EXERCISE DIRECTIONS - Restate the records below word for word, leaving nothing out.

Dataset entries -
════════════════
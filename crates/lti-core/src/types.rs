//! Request parameter and credential hint types shared across LTI crates.

use std::collections::BTreeMap;
use std::fmt;

use crate::error::{LtiError, LtiResult};

/// A single request parameter value: either one string or an array of strings.
///
/// Form-encoded launches repeat a key to send an array (`role=a&role=b`), and
/// JSON-shaped parameter bags use arrays directly.
#[derive(Debug, Clone, PartialEq, Eq, serde::Serialize, serde::Deserialize)]
#[serde(untagged)]
pub enum ParamValue {
    /// A single value.
    Single(String),
    /// Several values under the same key, in arrival order.
    Multiple(Vec<String>),
}

impl ParamValue {
    /// All values as a slice, in arrival order.
    #[must_use]
    pub fn values(&self) -> &[String] {
        match self {
            Self::Single(value) => std::slice::from_ref(value),
            Self::Multiple(values) => values,
        }
    }

    /// The first value, if any.
    #[must_use]
    pub fn first(&self) -> Option<&str> {
        self.values().first().map(String::as_str)
    }

    fn push(&mut self, value: String) {
        match self {
            Self::Single(existing) => {
                let first = std::mem::take(existing);
                *self = Self::Multiple(vec![first, value]);
            }
            Self::Multiple(values) => values.push(value),
        }
    }
}

impl From<String> for ParamValue {
    fn from(value: String) -> Self {
        Self::Single(value)
    }
}

impl From<&str> for ParamValue {
    fn from(value: &str) -> Self {
        Self::Single(value.to_owned())
    }
}

impl From<Vec<String>> for ParamValue {
    fn from(values: Vec<String>) -> Self {
        Self::Multiple(values)
    }
}

/// The decoded parameter bag of an incoming request.
///
/// Keys are kept sorted so iteration order is deterministic. The bag is
/// untrusted: nothing in it has been verified when it is constructed.
///
/// # Examples
///
/// ```
/// use lti_core::Params;
///
/// let params = Params::from_urlencoded(b"oauth_consumer_key=abc&role=a&role=b");
/// assert_eq!(params.get_str("oauth_consumer_key"), Some("abc"));
/// assert_eq!(params.get("role").unwrap().values().len(), 2);
/// ```
#[derive(Debug, Clone, Default, PartialEq, Eq, serde::Serialize, serde::Deserialize)]
#[serde(transparent)]
pub struct Params(BTreeMap<String, ParamValue>);

impl Params {
    /// Create an empty parameter bag.
    #[must_use]
    pub fn new() -> Self {
        Self::default()
    }

    /// Decode an `application/x-www-form-urlencoded` body or query string.
    ///
    /// Repeated keys are collected into [`ParamValue::Multiple`].
    #[must_use]
    pub fn from_urlencoded(input: &[u8]) -> Self {
        form_urlencoded::parse(input)
            .map(|(k, v)| (k.into_owned(), v.into_owned()))
            .collect()
    }

    /// Decode a JSON object whose values are strings or arrays of strings.
    ///
    /// # Errors
    ///
    /// Returns [`LtiError::InvalidParams`] if the input is not such an object.
    pub fn from_json(input: &str) -> LtiResult<Self> {
        serde_json::from_str(input).map_err(|e| LtiError::InvalidParams(e.to_string()))
    }

    /// Insert a value, replacing whatever was stored under `key`.
    pub fn insert(&mut self, key: impl Into<String>, value: impl Into<ParamValue>) {
        self.0.insert(key.into(), value.into());
    }

    /// Append a value under `key`, turning an existing single value into an array.
    pub fn append(&mut self, key: impl Into<String>, value: impl Into<String>) {
        let value = value.into();
        match self.0.entry(key.into()) {
            std::collections::btree_map::Entry::Occupied(mut entry) => entry.get_mut().push(value),
            std::collections::btree_map::Entry::Vacant(entry) => {
                entry.insert(ParamValue::Single(value));
            }
        }
    }

    /// Look up the raw value stored under `key`.
    #[must_use]
    pub fn get(&self, key: &str) -> Option<&ParamValue> {
        self.0.get(key)
    }

    /// Look up the first value stored under `key`.
    #[must_use]
    pub fn get_str(&self, key: &str) -> Option<&str> {
        self.0.get(key).and_then(ParamValue::first)
    }

    /// Whether `key` is present, regardless of its value.
    #[must_use]
    pub fn contains_key(&self, key: &str) -> bool {
        self.0.contains_key(key)
    }

    /// Number of distinct keys.
    #[must_use]
    pub fn len(&self) -> usize {
        self.0.len()
    }

    /// Whether the bag holds no keys.
    #[must_use]
    pub fn is_empty(&self) -> bool {
        self.0.is_empty()
    }

    /// Iterate every `(key, value)` pair, flattening arrays.
    pub fn pairs(&self) -> impl Iterator<Item = (&str, &str)> {
        self.0.iter().flat_map(|(key, value)| {
            value
                .values()
                .iter()
                .map(move |v| (key.as_str(), v.as_str()))
        })
    }
}

impl<K, V> FromIterator<(K, V)> for Params
where
    K: Into<String>,
    V: Into<String>,
{
    fn from_iter<I: IntoIterator<Item = (K, V)>>(iter: I) -> Self {
        let mut params = Self::new();
        for (key, value) in iter {
            params.append(key, value);
        }
        params
    }
}

/// An unverified identifier used to select the shared secret for a request.
///
/// For the legacy scheme this is the OAuth consumer key; for the token scheme
/// it is the `kid` field of the token header. It is a routing hint only and
/// authorizes nothing.
#[derive(Debug, Clone, PartialEq, Eq, Hash)]
pub struct CredentialHint(String);

impl CredentialHint {
    /// Wrap an identifier.
    #[must_use]
    pub fn new(hint: impl Into<String>) -> Self {
        Self(hint.into())
    }

    /// Get the hint as a string slice.
    #[must_use]
    pub fn as_str(&self) -> &str {
        &self.0
    }

    /// Consume the hint, returning the inner string.
    #[must_use]
    pub fn into_inner(self) -> String {
        self.0
    }
}

impl fmt::Display for CredentialHint {
    fn fmt(&self, f: &mut fmt::Formatter<'_>) -> fmt::Result {
        f.write_str(&self.0)
    }
}

impl AsRef<str> for CredentialHint {
    fn as_ref(&self) -> &str {
        &self.0
    }
}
════════════════
WRITTEN ANSWER -
filename crates/lti-core/src/types.rs
//! Request parameter and credential hint types shared across LTI crates.

use std::collections::BTreeMap;
use std::fmt;

use crate::error::{LtiError, LtiResult};

/// A single request parameter value: either one string or an array of strings.
///
/// Form-encoded launches repeat a key to send an array (`role=a&role=b`), and
/// JSON-shaped parameter bags use arrays directly.
#[derive(Debug, Clone, PartialEq, Eq, serde::Serialize, serde::Deserialize)]
#[serde(untagged)]
pub enum ParamValue {
    /// A single value.
    Single(String),
    /// Several values under the same key, in arrival order.
    Multiple(Vec<String>),
}

impl ParamValue {
    /// All values as a slice, in arrival order.
    #[must_use]
    pub fn values(&self) -> &[String] {
        match self {
            Self::Single(value) => std::slice::from_ref(value),
            Self::Multiple(values) => values,
        }
    }

    /// The first value, if any.
    #[must_use]
    pub fn first(&self) -> Option<&str> {
        self.values().first().map(String::as_str)
    }

    fn push(&mut self, value: String) {
        match self {
            Self::Single(existing) => {
                let first = std::mem::take(existing);
                *self = Self::Multiple(vec![first, value]);
            }
            Self::Multiple(values) => values.push(value),
        }
    }
}

impl From<String> for ParamValue {
    fn from(value: String) -> Self {
        Self::Single(value)
    }
}

impl From<&str> for ParamValue {
    fn from(value: &str) -> Self {
        Self::Single(value.to_owned())
    }
}

impl From<Vec<String>> for ParamValue {
    fn from(values: Vec<String>) -> Self {
        Self::Multiple(values)
    }
}

/// The decoded parameter bag of an incoming request.
///
/// Keys are kept sorted so iteration order is deterministic. The bag is
/// untrusted: nothing in it has been verified when it is constructed.
///
/// # Examples
///
/// ```
/// use lti_core::Params;
///
/// let params = Params::from_urlencoded(b"oauth_consumer_key=abc&role=a&role=b");
/// assert_eq!(params.get_str("oauth_consumer_key"), Some("abc"));
/// assert_eq!(params.get("role").unwrap().values().len(), 2);
/// ```
#[derive(Debug, Clone, Default, PartialEq, Eq, serde::Serialize, serde::Deserialize)]
#[serde(transparent)]
pub struct Params(BTreeMap<String, ParamValue>);

impl Params {
    /// Create an empty parameter bag.
    #[must_use]
    pub fn new() -> Self {
        Self::default()
    }

    /// Decode an `application/x-www-form-urlencoded` body or query string.
    ///
    /// Repeated keys are collected into [`ParamValue::Multiple`].
    #[must_use]
    pub fn from_urlencoded(input: &[u8]) -> Self {
        form_urlencoded::parse(input)
            .map(|(k, v)| (k.into_owned(), v.into_owned()))
            .collect()
    }

    /// Decode a JSON object whose values are strings or arrays of strings.
    ///
    /// # Errors
    ///
    /// Returns [`LtiError::InvalidParams`] if the input is not such an object.
    pub fn from_json(input: &str) -> LtiResult<Self> {
        serde_json::from_str(input).map_err(|e| LtiError::InvalidParams(e.to_string()))
    }

    /// Insert a value, replacing whatever was stored under `key`.
    pub fn insert(&mut self, key: impl Into<String>, value: impl Into<ParamValue>) {
        self.0.insert(key.into(), value.into());
    }

    /// Append a value under `key`, turning an existing single value into an array.
    pub fn append(&mut self, key: impl Into<String>, value: impl Into<String>) {
        let value = value.into();
        match self.0.entry(key.into()) {
            std::collections::btree_map::Entry::Occupied(mut entry) => entry.get_mut().push(value),
            std::collections::btree_map::Entry::Vacant(entry) => {
                entry.insert(ParamValue::Single(value));
            }
        }
    }

    /// Look up the raw value stored under `key`.
    #[must_use]
    pub fn get(&self, key: &str) -> Option<&ParamValue> {
        self.0.get(key)
    }

    /// Look up the first value stored under `key`.
    #[must_use]
    pub fn get_str(&self, key: &str) -> Option<&str> {
        self.0.get(key).and_then(ParamValue::first)
    }

    /// Whether `key` is present, regardless of its value.
    #[must_use]
    pub fn contains_key(&self, key: &str) -> bool {
        self.0.contains_key(key)
    }

    /// Number of distinct keys.
    #[must_use]
    pub fn len(&self) -> usize {
        self.0.len()
    }

    /// Whether the bag holds no keys.
    #[must_use]
    pub fn is_empty(&self) -> bool {
        self.0.is_empty()
    }

    /// Iterate every `(key, value)` pair, flattening arrays.
    pub fn pairs(&self) -> impl Iterator<Item = (&str, &str)> {
        self.0.iter().flat_map(|(key, value)| {
            value
                .values()
                .iter()
                .map(move |v| (key.as_str(), v.as_str()))
        })
    }
}

impl<K, V> FromIterator<(K, V)> for Params
where
    K: Into<String>,
    V: Into<String>,
{
    fn from_iter<I: IntoIterator<Item = (K, V)>>(iter: I) -> Self {
        let mut params = Self::new();
        for (key, value) in iter {
            params.append(key, value);
        }
        params
    }
}

/// An unverified identifier used to select the shared secret for a request.
///
/// For the legacy scheme this is the OAuth consumer key; for the token scheme
/// it is the `kid` field of the token header. It is a routing hint only and
/// authorizes nothing.
#[derive(Debug, Clone, PartialEq, Eq, Hash)]
pub struct CredentialHint(String);

impl CredentialHint {
    /// Wrap an identifier.
    #[must_use]
    pub fn new(hint: impl Into<String>) -> Self {
        Self(hint.into())
    }

    /// Get the hint as a string slice.
    #[must_use]
    pub fn as_str(&self) -> &str {
        &self.0
    }

    /// Consume the hint, returning the inner string.
    #[must_use]
    pub fn into_inner(self) -> String {
        self.0
    }
}

impl fmt::Display for CredentialHint {
    fn fmt(&self, f: &mut fmt::Formatter<'_>) -> fmt::Result {
        f.write_str(&self.0)
    }
}

impl AsRef<str> for CredentialHint {
    fn as_ref(&self) -> &str {
        &self.0
    }
}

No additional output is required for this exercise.